10000 Gecs

100 Gecs

Atlantic – 2023
par Erwann, le 17 mars 2023
5

On vous en parlait en début d'année: cela faisait des plombes que les trublions de l'hyperpop 100 Gecs nous faisaient miroiter un second album. Enregistré en 2021, prévu pour 2022, 10000 Gecs n'arrive qu'en mars 2023, la faute à d'obscurs atermoiements apparemment imputables au label du groupe, la major Atlantic. Alors, il donne quoi ce "vieux nouvel album" ?

Premier constat : nombre de morceaux étaient déjà disponibles, certains datant de 2021. "mememe" et "Hollywood Baby" font tous les deux dans le mashup improbable, le premier étant du Charli XCX qui aurait bouffé Avril Lavigne au petit dej', le second mélangeant un riff nu-metal avec le genre de refrain pop-punk que Blink-182 ou Sum 41 auraient pu écrire au faîte de leur gloire. Et le début de l'album suit justement cette formule à base d'hyperpop et de rock mainstream des années 2000. Ainsi, le morceau d'ouverture, "Dumbest girl alive", constitue le sel de 100 Gecs : une ouverture façon THX, un gros riff, puis des bleep bloops sur lesquels se posent des voix androgynes et éraillées. "757" semble quant à lui tout droit sorti de l'album précédent, 1000 Gecs, avec ses inspirations deconstructed club music. On se dit alors que le groupe est parti d'une formule bien établie et maîtrisée, qu'il pimente histoire de ne pas sombrer dans une redite que les fans n'auraient pas tolérée. Un produit pas forcément du goût de tout le monde, mais suffisamment bien fait pour que le succès soit au rendez-vous.

Mais ça, c'était avant que 10000 Gecs n'opère un plongeon dans l'abscons. "Frog on the floor" ressemble à une comptine ska avec des samples de grenouilles qui ne sont rien d'autres que des gadgets qui fatiguent dès la seconde écoute. Mais ce morceau n'est qu'une mise en bouche avant la cascade de mauvais goût qui suit. "Doritos & Fritos", morceau sorti en 2022, est plutôt sympathique si l'on fait abstraction de son effroyable refrain hurlé. Et ce n'est pas fini: "One Million Dollars" ressemble à du Skrillex passé à la moulinette noise. Quant à "Billy knows Jamie", il commence comme du Limp Bizkit période Chocolate Starfish avant de plonger dans un breakdown évoquant le pire du metalcore et de l'indus. Bref, c'est un foutoir sans nom que même le côté "arty lol" de la musique du duo ne peut excuser.

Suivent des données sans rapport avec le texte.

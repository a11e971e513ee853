// SPDX-License-Identifier: Apache-2.0 OR MIT
// Copyright (c) 2025-2026 schemebind contributors

//! Binding data model.
//!
//! [`Binding`] is the caller-facing unit (typed, erased options);
//! [`BindingRecord`] is the serialized unit the storage drivers persist.
//! The registry layer applies the type and options codecs between the
//! two, so every driver sees the same pre-serialized shape.

use crate::catalog::ErasedOptions;
use crate::error::{BindingError, Result};
use crate::typeid::TypeIdentity;
use serde::{Deserialize, Serialize};
use std::fmt;
use std::sync::Arc;

/// Opaque version marker for optimistic concurrency.
///
/// The representation is backend-dependent: the relational and document
/// drivers use text tokens (uuid / etag), the key-value driver a numeric
/// counter. A fresh binding carries `None` until its first successful add.
#[derive(Debug, Clone, PartialEq, Eq, Serialize, Deserialize, Default)]
pub enum ConcurrencyToken {
    /// Not yet persisted
    #[default]
    None,
    /// Text token (uuid or etag)
    Text(String),
    /// Numeric counter token
    Counter(u64),
}

impl fmt::Display for ConcurrencyToken {
    fn fmt(&self, f: &mut fmt::Formatter<'_>) -> fmt::Result {
        match self {
            ConcurrencyToken::None => write!(f, "(none)"),
            ConcurrencyToken::Text(s) => write!(f, "{}", s),
            ConcurrencyToken::Counter(n) => write!(f, "{}", n),
        }
    }
}

/// A scheme definition as callers see it: scheme name, handler type, and
/// the typed (erased) options instance.
#[derive(Clone)]
pub struct Binding {
    /// Globally unique scheme name (the natural key, immutable)
    pub scheme: String,

    /// Human-readable name, mutable
    pub display_name: String,

    /// Handler type that processes requests for this scheme
    pub handler_type: TypeIdentity,

    /// Configuration instance; concrete shape determined by `handler_type`
    pub options: ErasedOptions,

    /// Version marker from the last successful store operation
    pub token: ConcurrencyToken,
}

impl Binding {
    /// Create a new, not-yet-persisted binding from a typed options value
    pub fn new<O: Send + Sync + 'static>(
        scheme: impl Into<String>,
        display_name: impl Into<String>,
        handler_type: TypeIdentity,
        options: O,
    ) -> Self {
        Self {
            scheme: scheme.into(),
            display_name: display_name.into(),
            handler_type,
            options: Arc::new(options),
            token: ConcurrencyToken::None,
        }
    }

    /// Borrow the options as their concrete type, if it matches
    pub fn options_as<O: 'static>(&self) -> Option<&O> {
        self.options.downcast_ref::<O>()
    }
}

impl fmt::Debug for Binding {
    fn fmt(&self, f: &mut fmt::Formatter<'_>) -> fmt::Result {
        f.debug_struct("Binding")
            .field("scheme", &self.scheme)
            .field("display_name", &self.display_name)
            .field("handler_type", &self.handler_type)
            .field("token", &self.token)
            .finish_non_exhaustive()
    }
}

/// The serialized binding the storage drivers persist: handler type as an
/// encoded string, options as an opaque payload. The concurrency token is
/// carried out-of-band by each driver (column / etag / counter table) and
/// is therefore not part of the serialized form.
#[derive(Debug, Clone, PartialEq, Serialize, Deserialize)]
pub struct BindingRecord {
    /// Scheme name (natural key)
    pub scheme: String,

    /// Human-readable name
    pub display_name: String,

    /// Handler type identity, encoded via `TypeCodec`
    pub handler_type: String,

    /// Options payload, encoded via `OptionsCodec`
    pub options: serde_json::Value,

    /// Caller's token for update/remove; assigned by the driver on reads
    #[serde(skip)]
    pub token: ConcurrencyToken,
}

/// Validate a scheme name before any I/O.
///
/// Schemes are non-empty and limited to `[A-Za-z0-9._-]`, not starting
/// with a dot; the charset keeps document filenames and key-value keys
/// safe across all drivers without escaping.
pub fn validate_scheme(scheme: &str) -> Result<()> {
    if scheme.is_empty() {
        return Err(BindingError::Validation("scheme name is empty".to_string()));
    }
    if scheme.starts_with('.') {
        return Err(BindingError::Validation(format!(
            "scheme '{scheme}' must not start with a dot"
        )));
    }
    if let Some(bad) = scheme
        .chars()
        .find(|c| !(c.is_ascii_alphanumeric() || matches!(c, '.' | '_' | '-')))
    {
        return Err(BindingError::Validation(format!(
            "scheme '{scheme}' contains invalid character '{bad}'"
        )));
    }
    Ok(())
}
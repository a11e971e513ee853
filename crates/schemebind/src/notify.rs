// SPDX-License-Identifier: Apache-2.0 OR MIT
// Copyright (c) 2025-2026 schemebind contributors

//! Cross-instance change propagation.
//!
//! A mutation on one instance publishes a `{scheme, kind}` event; every
//! other instance re-reads the binding from the store (the source of
//! truth) and re-applies the mutation to its own live registry, never to
//! the store. An `Added`/`Updated` event whose binding has meanwhile been
//! deleted degrades to a local remove, which makes consumers idempotent
//! under out-of-order delivery for the same scheme, at the cost of one
//! extra read per notification.
//!
//! Delivery is fire-and-forget over a broadcast channel; an instance that
//! misses an event stays stale until its next bulk load or the next event
//! for the same scheme. That staleness window is documented behavior.

use crate::error::Result;
use crate::registry::SchemeRegistry;
use serde::{Deserialize, Serialize};
use std::sync::Arc;
use tokio::sync::broadcast;
use tokio_util::sync::CancellationToken;

/// What happened to a binding
#[derive(Debug, Clone, Copy, PartialEq, Eq, Serialize, Deserialize)]
pub enum ChangeKind {
    /// A new scheme was bound
    Added,
    /// An existing scheme was replaced
    Updated,
    /// A scheme was unbound
    Deleted,
}

/// A binding mutation event
#[derive(Debug, Clone, PartialEq, Eq, Serialize, Deserialize)]
pub struct BindingChange {
    /// The mutated scheme
    pub scheme: String,
    /// The mutation kind
    pub kind: ChangeKind,
}

/// Fan-out publisher for binding mutations.
#[derive(Debug, Clone)]
pub struct ChangeNotifier {
    tx: broadcast::Sender<BindingChange>,
}

impl ChangeNotifier {
    /// Create a notifier with the given channel capacity
    pub fn new(capacity: usize) -> Self {
        let (tx, _) = broadcast::channel(capacity);
        Self { tx }
    }

    /// Publish a change. Fire-and-forget: having no subscribers is fine.
    pub fn publish(&self, change: BindingChange) {
        let _ = self.tx.send(change);
    }

    /// Subscribe to future changes
    pub fn subscribe(&self) -> broadcast::Receiver<BindingChange> {
        self.tx.subscribe()
    }
}

impl Default for ChangeNotifier {
    fn default() -> Self {
        Self::new(64)
    }
}

/// Applies received changes to a local registry.
pub struct ChangeListener {
    registry: Arc<SchemeRegistry>,
    rx: broadcast::Receiver<BindingChange>,
}

impl ChangeListener {
    /// Create a listener applying events to `registry`
    pub fn new(registry: Arc<SchemeRegistry>, rx: broadcast::Receiver<BindingChange>) -> Self {
        Self { registry, rx }
    }

    /// Apply one change: re-read the store and mirror the result locally.
    pub async fn apply(
        registry: &SchemeRegistry,
        change: &BindingChange,
        cancel: &CancellationToken,
    ) -> Result<()> {
        match change.kind {
            ChangeKind::Added | ChangeKind::Updated => {
                match registry.store().find_by_scheme(&change.scheme, cancel).await? {
                    Some(record) => registry.apply_remote(&record),
                    None => {
                        // Raced with a concurrent delete; converge to unbound.
                        registry.evict_local(&change.scheme);
                    }
                }
            }
            ChangeKind::Deleted => {
                registry.evict_local(&change.scheme);
            }
        }
        Ok(())
    }

    /// Consume events until the channel closes or `cancel` fires.
    ///
    /// Lagged receivers resynchronize per scheme on the next event; a
    /// failed store read only skips that one event.
    pub async fn run(mut self, cancel: CancellationToken) {
        loop {
            tokio::select! {
                _ = cancel.cancelled() => return,
                received = self.rx.recv() => match received {
                    Ok(change) => {
                        if let Err(e) = Self::apply(&self.registry, &change, &cancel).await {
                            tracing::warn!(scheme = %change.scheme, error = %e, "failed to apply change");
                        }
                    }
                    Err(broadcast::error::RecvError::Lagged(missed)) => {
                        tracing::warn!(missed, "change listener lagged");
                    }
                    Err(broadcast::error::RecvError::Closed) => return,
                },
            }
        }
    }
}
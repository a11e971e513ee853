// SPDX-License-Identifier: Apache-2.0 OR MIT
// Copyright (c) 2025-2026 schemebind contributors

//! Key-value binding store (redb driver).
//!
//! Two tables in one database: `bindings` (scheme -> serialized record)
//! and `versions` (scheme -> numeric counter). Every mutation opens both
//! tables inside a single write transaction, checks its precondition, and
//! either commits both changes or aborts with no partial writes -- the
//! binding and its counter can never disagree.
//!
//! Tokens are the counter values: add stores 0, each update increments.

use crate::binding::{BindingRecord, ConcurrencyToken};
use crate::error::{BindingError, Result};
use crate::store::{check_submit, require_counter_token, BindingStore};
use async_trait::async_trait;
use redb::{Database, ReadableTable, TableDefinition};
use tokio_util::sync::CancellationToken;

const BINDINGS: TableDefinition<&str, &[u8]> = TableDefinition::new("bindings");
const VERSIONS: TableDefinition<&str, u64> = TableDefinition::new("versions");

fn kv_err(e: impl std::fmt::Display) -> BindingError {
    BindingError::StoreUnavailable(e.to_string())
}

/// Key-value binding store backed by redb.
pub struct KvBindingStore {
    db: Database,
}

impl KvBindingStore {
    /// Open (or create) a file-based store
    pub fn new(path: &str) -> Result<Self> {
        let db = Database::create(path).map_err(kv_err)?;
        let store = Self { db };
        store.init_tables()?;
        Ok(store)
    }

    /// Create an in-memory store (for testing)
    pub fn new_in_memory() -> Result<Self> {
        let db = Database::builder()
            .create_with_backend(redb::backends::InMemoryBackend::new())
            .map_err(kv_err)?;
        let store = Self { db };
        store.init_tables()?;
        Ok(store)
    }

    // Tables must exist before the first read transaction.
    fn init_tables(&self) -> Result<()> {
        let txn = self.db.begin_write().map_err(kv_err)?;
        {
            txn.open_table(BINDINGS).map_err(kv_err)?;
            txn.open_table(VERSIONS).map_err(kv_err)?;
        }
        txn.commit().map_err(kv_err)?;
        Ok(())
    }

    fn decode_record(scheme: &str, bytes: &[u8], version: u64) -> Result<BindingRecord> {
        let mut record: BindingRecord = serde_json::from_slice(bytes).map_err(|e| {
            BindingError::Serialization(format!("malformed binding for '{scheme}': {e}"))
        })?;
        record.token = ConcurrencyToken::Counter(version);
        Ok(record)
    }
}

#[async_trait]
impl BindingStore for KvBindingStore {
    async fn add(
        &self,
        record: &BindingRecord,
        cancel: &CancellationToken,
    ) -> Result<ConcurrencyToken> {
        check_submit(&record.scheme, cancel)?;
        let bytes = serde_json::to_vec(record)?;

        let txn = self.db.begin_write().map_err(kv_err)?;
        {
            let mut bindings = txn.open_table(BINDINGS).map_err(kv_err)?;
            // Precondition: key absent. Dropping the transaction on the
            // error path aborts with nothing written.
            if bindings
                .get(record.scheme.as_str())
                .map_err(kv_err)?
                .is_some()
            {
                return Err(BindingError::DuplicateScheme(record.scheme.clone()));
            }
            bindings
                .insert(record.scheme.as_str(), bytes.as_slice())
                .map_err(kv_err)?;

            let mut versions = txn.open_table(VERSIONS).map_err(kv_err)?;
            versions
                .insert(record.scheme.as_str(), 0u64)
                .map_err(kv_err)?;
        }
        txn.commit().map_err(kv_err)?;

        Ok(ConcurrencyToken::Counter(0))
    }

    async fn update(
        &self,
        record: &BindingRecord,
        cancel: &CancellationToken,
    ) -> Result<ConcurrencyToken> {
        check_submit(&record.scheme, cancel)?;
        let caller_counter = require_counter_token(&record.token, &record.scheme)?;
        let bytes = serde_json::to_vec(record)?;

        let next = caller_counter + 1;
        let txn = self.db.begin_write().map_err(kv_err)?;
        {
            let mut versions = txn.open_table(VERSIONS).map_err(kv_err)?;
            let stored = versions
                .get(record.scheme.as_str())
                .map_err(kv_err)?
                .map(|guard| guard.value());
            match stored {
                None => return Err(BindingError::NotFound(record.scheme.clone())),
                Some(counter) if counter != caller_counter => {
                    return Err(BindingError::ConcurrencyConflict(record.scheme.clone()));
                }
                Some(_) => {}
            }
            versions
                .insert(record.scheme.as_str(), next)
                .map_err(kv_err)?;

            let mut bindings = txn.open_table(BINDINGS).map_err(kv_err)?;
            bindings
                .insert(record.scheme.as_str(), bytes.as_slice())
                .map_err(kv_err)?;
        }
        txn.commit().map_err(kv_err)?;

        Ok(ConcurrencyToken::Counter(next))
    }

    async fn remove(
        &self,
        scheme: &str,
        token: &ConcurrencyToken,
        cancel: &CancellationToken,
    ) -> Result<()> {
        check_submit(scheme, cancel)?;
        let caller_counter = require_counter_token(token, scheme)?;

        let txn = self.db.begin_write().map_err(kv_err)?;
        {
            let mut versions = txn.open_table(VERSIONS).map_err(kv_err)?;
            let stored = versions
                .get(scheme)
                .map_err(kv_err)?
                .map(|guard| guard.value());
            match stored {
                None => return Err(BindingError::NotFound(scheme.to_string())),
                Some(counter) if counter != caller_counter => {
                    return Err(BindingError::ConcurrencyConflict(scheme.to_string()));
                }
                Some(_) => {}
            }
            versions.remove(scheme).map_err(kv_err)?;

            let mut bindings = txn.open_table(BINDINGS).map_err(kv_err)?;
            bindings.remove(scheme).map_err(kv_err)?;
        }
        txn.commit().map_err(kv_err)?;

        Ok(())
    }

    async fn find_by_scheme(
        &self,
        scheme: &str,
        cancel: &CancellationToken,
    ) -> Result<Option<BindingRecord>> {
        check_submit(scheme, cancel)?;

        let txn = self.db.begin_read().map_err(kv_err)?;
        let bindings = txn.open_table(BINDINGS).map_err(kv_err)?;
        let Some(bytes) = bindings.get(scheme).map_err(kv_err)? else {
            return Ok(None);
        };

        let versions = txn.open_table(VERSIONS).map_err(kv_err)?;
        let version = versions
            .get(scheme)
            .map_err(kv_err)?
            .map(|guard| guard.value())
            .unwrap_or(0);

        Ok(Some(Self::decode_record(scheme, bytes.value(), version)?))
    }

    async fn list_all(&self, cancel: &CancellationToken) -> Result<Vec<BindingRecord>> {
        if cancel.is_cancelled() {
            return Err(BindingError::Cancelled);
        }

        let txn = self.db.begin_read().map_err(kv_err)?;
        let bindings = txn.open_table(BINDINGS).map_err(kv_err)?;
        let versions = txn.open_table(VERSIONS).map_err(kv_err)?;

        let mut records = Vec::new();
        for entry in bindings.iter().map_err(kv_err)? {
            let (key, value) = entry.map_err(kv_err)?;
            let scheme = key.value();
            let version = versions
                .get(scheme)
                .map_err(kv_err)?
                .map(|guard| guard.value())
                .unwrap_or(0);
            records.push(Self::decode_record(scheme, value.value(), version)?);
        }
        Ok(records)
    }
}

#[cfg(test)]
mod tests {
    use super::*;
    use serde_json::json;

    fn record(scheme: &str, client_id: &str) -> BindingRecord {
        BindingRecord {
            scheme: scheme.to_string(),
            display_name: scheme.to_string(),
            handler_type: r#"{"name":"OAuthHandler"}"#.to_string(),
            options: json!({ "client_id": client_id }),
            token: ConcurrencyToken::None,
        }
    }

    #[tokio::test]
    async fn test_add_assigns_counter_zero() {
        let store = KvBindingStore::new_in_memory().unwrap();
        let cancel = CancellationToken::new();

        let token = store.add(&record("github", "abc"), &cancel).await.unwrap();
        assert_eq!(token, ConcurrencyToken::Counter(0));

        let found = store.find_by_scheme("github", &cancel).await.unwrap().unwrap();
        assert_eq!(found.token, ConcurrencyToken::Counter(0));
        assert_eq!(found.options["client_id"], "abc");
    }

    #[tokio::test]
    async fn test_duplicate_add_aborts_cleanly() {
        let store = KvBindingStore::new_in_memory().unwrap();
        let cancel = CancellationToken::new();

        store.add(&record("github", "abc"), &cancel).await.unwrap();
        let err = store.add(&record("github", "xyz"), &cancel).await.unwrap_err();
        assert!(matches!(err, BindingError::DuplicateScheme(_)));

        let found = store.find_by_scheme("github", &cancel).await.unwrap().unwrap();
        assert_eq!(found.options["client_id"], "abc");
        assert_eq!(found.token, ConcurrencyToken::Counter(0));
    }

    #[tokio::test]
    async fn test_update_increments_counter() {
        let store = KvBindingStore::new_in_memory().unwrap();
        let cancel = CancellationToken::new();

        let t0 = store.add(&record("github", "abc"), &cancel).await.unwrap();

        let mut rec = record("github", "xyz");
        rec.token = t0.clone();
        let t1 = store.update(&rec, &cancel).await.unwrap();
        assert_eq!(t1, ConcurrencyToken::Counter(1));

        // The stale counter loses; store stays at the winner's state.
        let mut stale = record("github", "old");
        stale.token = t0;
        let err = store.update(&stale, &cancel).await.unwrap_err();
        assert!(matches!(err, BindingError::ConcurrencyConflict(_)));

        let found = store.find_by_scheme("github", &cancel).await.unwrap().unwrap();
        assert_eq!(found.options["client_id"], "xyz");
        assert_eq!(found.token, ConcurrencyToken::Counter(1));
    }

    #[tokio::test]
    async fn test_remove_deletes_both_entries() {
        let store = KvBindingStore::new_in_memory().unwrap();
        let cancel = CancellationToken::new();

        let token = store.add(&record("github", "abc"), &cancel).await.unwrap();

        let err = store
            .remove("github", &ConcurrencyToken::Counter(9), &cancel)
            .await
            .unwrap_err();
        assert!(matches!(err, BindingError::ConcurrencyConflict(_)));

        store.remove("github", &token, &cancel).await.unwrap();
        assert!(store.find_by_scheme("github", &cancel).await.unwrap().is_none());

        // A re-add starts the counter over, proving both entries died.
        let token = store.add(&record("github", "new"), &cancel).await.unwrap();
        assert_eq!(token, ConcurrencyToken::Counter(0));
    }

    #[tokio::test]
    async fn test_update_missing_scheme_is_not_found() {
        let store = KvBindingStore::new_in_memory().unwrap();
        let cancel = CancellationToken::new();

        let mut rec = record("ghost", "abc");
        rec.token = ConcurrencyToken::Counter(0);
        let err = store.update(&rec, &cancel).await.unwrap_err();
        assert!(matches!(err, BindingError::NotFound(_)));
    }

    #[tokio::test]
    async fn test_text_token_rejected_by_counter_driver() {
        let store = KvBindingStore::new_in_memory().unwrap();
        let cancel = CancellationToken::new();

        store.add(&record("github", "abc"), &cancel).await.unwrap();
        let mut rec = record("github", "xyz");
        rec.token = ConcurrencyToken::Text("etag".to_string());
        let err = store.update(&rec, &cancel).await.unwrap_err();
        assert!(matches!(err, BindingError::Validation(_)));
    }

    #[tokio::test]
    async fn test_list_all() {
        let store = KvBindingStore::new_in_memory().unwrap();
        let cancel = CancellationToken::new();

        store.add(&record("github", "a"), &cancel).await.unwrap();
        store.add(&record("gitlab", "b"), &cancel).await.unwrap();

        let mut schemes: Vec<String> = store
            .list_all(&cancel)
            .await
            .unwrap()
            .into_iter()
            .map(|r| r.scheme)
            .collect();
        schemes.sort();
        assert_eq!(schemes, vec!["github", "gitlab"]);
    }
}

Certes, on savait que le mauvais goût faisait partie intégrante de la proposition artistique de 100 Gecs. Mais 10000 Gecs réussit le tour de force de pousser ce mauvais goût dans ses derniers retranchements, et cet esprit empli de nihilisme se met alors lui-même en échec : le groupe mélange tellement de choses différentes dans son shaker que cela en finit par devenir indigeste.  Était-ce trop demander que d'attendre une œuvre générationnelle venant d'un groupe aussi décalé et jean-foutre ? Apparemment oui, car 10000 Gecs reste trop souvent au niveau de la blague potache sans la moindre replay value. C'est dommage car quand il ne se laisse pas enfermer dans un mauvais goût et un humour douteux hérité de l'adolescence, le duo est capable d'écrire ces bangers transversaux qui collent aux baskets de leur époque. Bref, l'album de la maturité, ce n'est pas encore pour tout de suite.